DO Be Prepared to Justify Reasonableness of Occupancy Standards
DON’T Apply Unreasonably Restrictive Occupancy Standards
Fair housing law doesn’t prevent you from maintaining reasonable occupancy policies as long as you apply them consistently. But it’s illegal to set overly restrictive occupancy standards that have the effect of excluding families with children. If a community’s occupancy policy keeps the number of occupants unreasonably low, it’s likely to discourage families with children from living there unless they’re willing to pay for a larger unit.
To ensure your community’s occupancy standards pass muster, the first step is to check applicable state and local laws, which may limit occupancy based on the number of people, square footage, and other factors. In general, federal fair housing law defers to reasonable state and local restrictions on occupancy, so you have to be familiar with those laws before you set or enforce your occupancy standards.

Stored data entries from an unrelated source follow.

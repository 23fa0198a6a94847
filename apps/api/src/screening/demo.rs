//! Demo data — deterministic mock candidates for dashboard demos, seeded at
//! startup behind `SEED_DEMO_DATA`.
//!
//! Statuses rotate through the three values instead of being derived from a
//! score threshold: the provider recommendation is the only classifier for
//! real analyses, and the demo data must not smuggle in a second rule.

use chrono::{Duration, Utc};
use uuid::Uuid;

use crate::models::candidate::{Candidate, CandidateStatus};

const NAMES: [&str; 20] = [
    "Alice Johnson",
    "Bob Smith",
    "Charlie Davis",
    "Diana Evans",
    "Ethan Harris",
    "Fiona Clark",
    "George Lewis",
    "Hannah Walker",
    "Ian Hall",
    "Julia Young",
    "Kevin Allen",
    "Laura Scott",
    "Michael King",
    "Nina Wright",
    "Oscar Lopez",
    "Paula Hill",
    "Quinn Green",
    "Rachel Adams",
    "Sam Baker",
    "Tina Nelson",
];

const ROLES: [&str; 5] = [
    "Frontend Engineer",
    "Backend Developer",
    "Data Scientist",
    "Product Manager",
    "UX Designer",
];

const SKILLS_POOL: [&str; 12] = [
    "React",
    "TypeScript",
    "Python",
    "Node.js",
    "AWS",
    "Docker",
    "Figma",
    "SQL",
    "Machine Learning",
    "Kubernetes",
    "GraphQL",
    "Tailwind",
];

const STATUS_ROTATION: [CandidateStatus; 3] = [
    CandidateStatus::Shortlisted,
    CandidateStatus::Pending,
    CandidateStatus::Rejected,
];

/// Generates `count` mock candidates. Deterministic so dashboard demos and
/// tests see the same collection every run; scores land in [40, 100].
pub fn seed_demo_candidates(count: usize) -> Vec<Candidate> {
    (0..count)
        .map(|i| {
            let name = NAMES[i % NAMES.len()];
            let role = ROLES[i % ROLES.len()];
            let score = 40.0 + ((i * 17) % 61) as f64;
            let skills: Vec<String> = (0..3)
                .map(|j| SKILLS_POOL[(i + j * 4) % SKILLS_POOL.len()].to_string())
                .collect();

            Candidate {
                id: Uuid::new_v4(),
                name: name.to_string(),
                email: format!("{}@example.com", name.to_lowercase().replace(' ', ".")),
                role: role.to_string(),
                resume_text: format!("Mock resume content for {role}..."),
                job_description: format!("Job description for {role}..."),
                score,
                status: STATUS_ROTATION[i % STATUS_ROTATION.len()],
                analysis: format!(
                    "Automated demo analysis. Candidate shows proficiency in {}.",
                    skills.join(", ")
                ),
                skills,
                created_at: Utc::now() - Duration::days((i % 30) as i64),
            }
        })
        .collect()
}
//! Dashboard analytics — aggregate figures over the candidate collection.
//! Pure functions; the store stays the only owner of the data.

use serde::Serialize;

use crate::models::candidate::{Candidate, CandidateStatus};

/// Score histogram bucket boundaries, upper bound exclusive except the last.
const SCORE_BUCKETS: [(&str, f64, f64); 4] = [
    ("0-40", 0.0, 40.0),
    ("40-60", 40.0, 60.0),
    ("60-80", 60.0, 80.0),
    ("80-100", 80.0, 100.1),
];

#[derive(Debug, Serialize)]
pub struct ScoreBucket {
    pub label: &'static str,
    pub count: usize,
}

#[derive(Debug, Serialize)]
pub struct DashboardStats {
    pub total: usize,
    pub shortlisted: usize,
    pub rejected: usize,
    pub pending: usize,
    /// Rounded mean score; 0 when there are no candidates.
    pub average_score: u32,
    pub score_ranges: Vec<ScoreBucket>,
}

pub fn compute_dashboard_stats(candidates: &[Candidate]) -> DashboardStats {
    let total = candidates.len();
    let shortlisted = candidates
        .iter()
        .filter(|c| c.status == CandidateStatus::Shortlisted)
        .count();
    let rejected = candidates
        .iter()
        .filter(|c| c.status == CandidateStatus::Rejected)
        .count();
    let pending = total - shortlisted - rejected;

    let average_score = if total > 0 {
        let sum: f64 = candidates.iter().map(|c| c.score).sum();
        (sum / total as f64).round() as u32
    } else {
        0
    };

    let score_ranges = SCORE_BUCKETS
        .iter()
        .map(|&(label, lo, hi)| ScoreBucket {
            label,
            count: candidates
                .iter()
                .filter(|c| c.score >= lo && c.score < hi)
                .count(),
        })
        .collect();

    DashboardStats {
        total,
        shortlisted,
        rejected,
        pending,
        average_score,
        score_ranges,
    }
}

#[cfg(test)]
mod tests {
    use super::*;
    use crate::models::candidate::{AnalysisResponse, Recommendation};

    fn candidate(score: f64, recommendation: Recommendation) -> Candidate {
        Candidate::from_analysis(
            "Nina Wright".to_string(),
            "UX Designer".to_string(),
            "nina.wright@example.com".to_string(),
            "resume".to_string(),
            "jd".to_string(),
            AnalysisResponse {
                score,
                reasoning: "aggregate fixture".to_string(),
                key_skills: vec![],
                recommendation,
            },
        )
    }

    #[test]
    fn test_stats_empty_collection() {
        let stats = compute_dashboard_stats(&[]);
        assert_eq!(stats.total, 0);
        assert_eq!(stats.average_score, 0);
        assert!(stats.score_ranges.iter().all(|b| b.count == 0));
    }

    #[test]
    fn test_stats_counts_and_average() {
        let candidates = vec![
            candidate(90.0, Recommendation::Shortlist),
            candidate(30.0, Recommendation::Reject),
            candidate(65.0, Recommendation::Review),
            candidate(55.0, Recommendation::Review),
        ];
        let stats = compute_dashboard_stats(&candidates);
        assert_eq!(stats.total, 4);
        assert_eq!(stats.shortlisted, 1);
        assert_eq!(stats.rejected, 1);
        assert_eq!(stats.pending, 2);
        assert_eq!(stats.average_score, 60); // (90+30+65+55)/4 = 60
    }

    #[test]
    fn test_score_histogram_bucket_edges() {
        let candidates = vec![
            candidate(0.0, Recommendation::Review),
            candidate(39.9, Recommendation::Review),
            candidate(40.0, Recommendation::Review),
            candidate(60.0, Recommendation::Review),
            candidate(80.0, Recommendation::Shortlist),
            candidate(100.0, Recommendation::Shortlist),
        ];
        let stats = compute_dashboard_stats(&candidates);
        let counts: Vec<usize> = stats.score_ranges.iter().map(|b| b.count).collect();
        assert_eq!(counts, vec![2, 1, 1, 2]);
    }
}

Subject to state and local law, two persons per bedroom is a reasonable occupancy policy under federal fair housing law, according to HUD guidelines issued in 1991 known as the “Keating memo.” Nevertheless, HUD says that’s only a rule of thumb, which may not be reasonable in certain cases because of the size of the bedrooms and of the overall unit, the age of the children, the unit configuration, other physical limitations of the housing, state and local law, and other relevant factors. Among other things, HUD will look at evidence, such as discriminatory statements or rules, which may suggest that the occupancy policy was adopted as a way to restrict children from living there.
Example: In February 2020, HUD approved a settlement between fair housing advocates and a group of California property owners and managers resolving allegations of discrimination based on familial status. Fair housing advocates filed the HUD complaint, alleging that fair housing testing showed that the owners and two property managers refused to rent to families with children or offered them different lease terms and conditions. The advocates also claimed that the owners and managers implemented an unreasonably restrictive two-person-per-bedroom occupancy policy at two rental properties. The housing providers denied the allegations.
“Families looking for safe, decent housing shouldn’t be penalized because they have children,” Anna María Farías, HUD Assistant Secretary for Fair Housing and Equal Opportunity, said in a statement. “Today’s agreement reaffirms HUD’s commitment to ensuring that housing providers meet their obligation to treat all applicants the same.”
To avoid fair housing trouble, you’re better off focusing on the number of people who may occupy units, not the number of children you’d prefer to live there. HUD guidelines state that an occupancy policy that limits the number of children in a unit is less likely to be reasonable than one that limits the number of people per unit.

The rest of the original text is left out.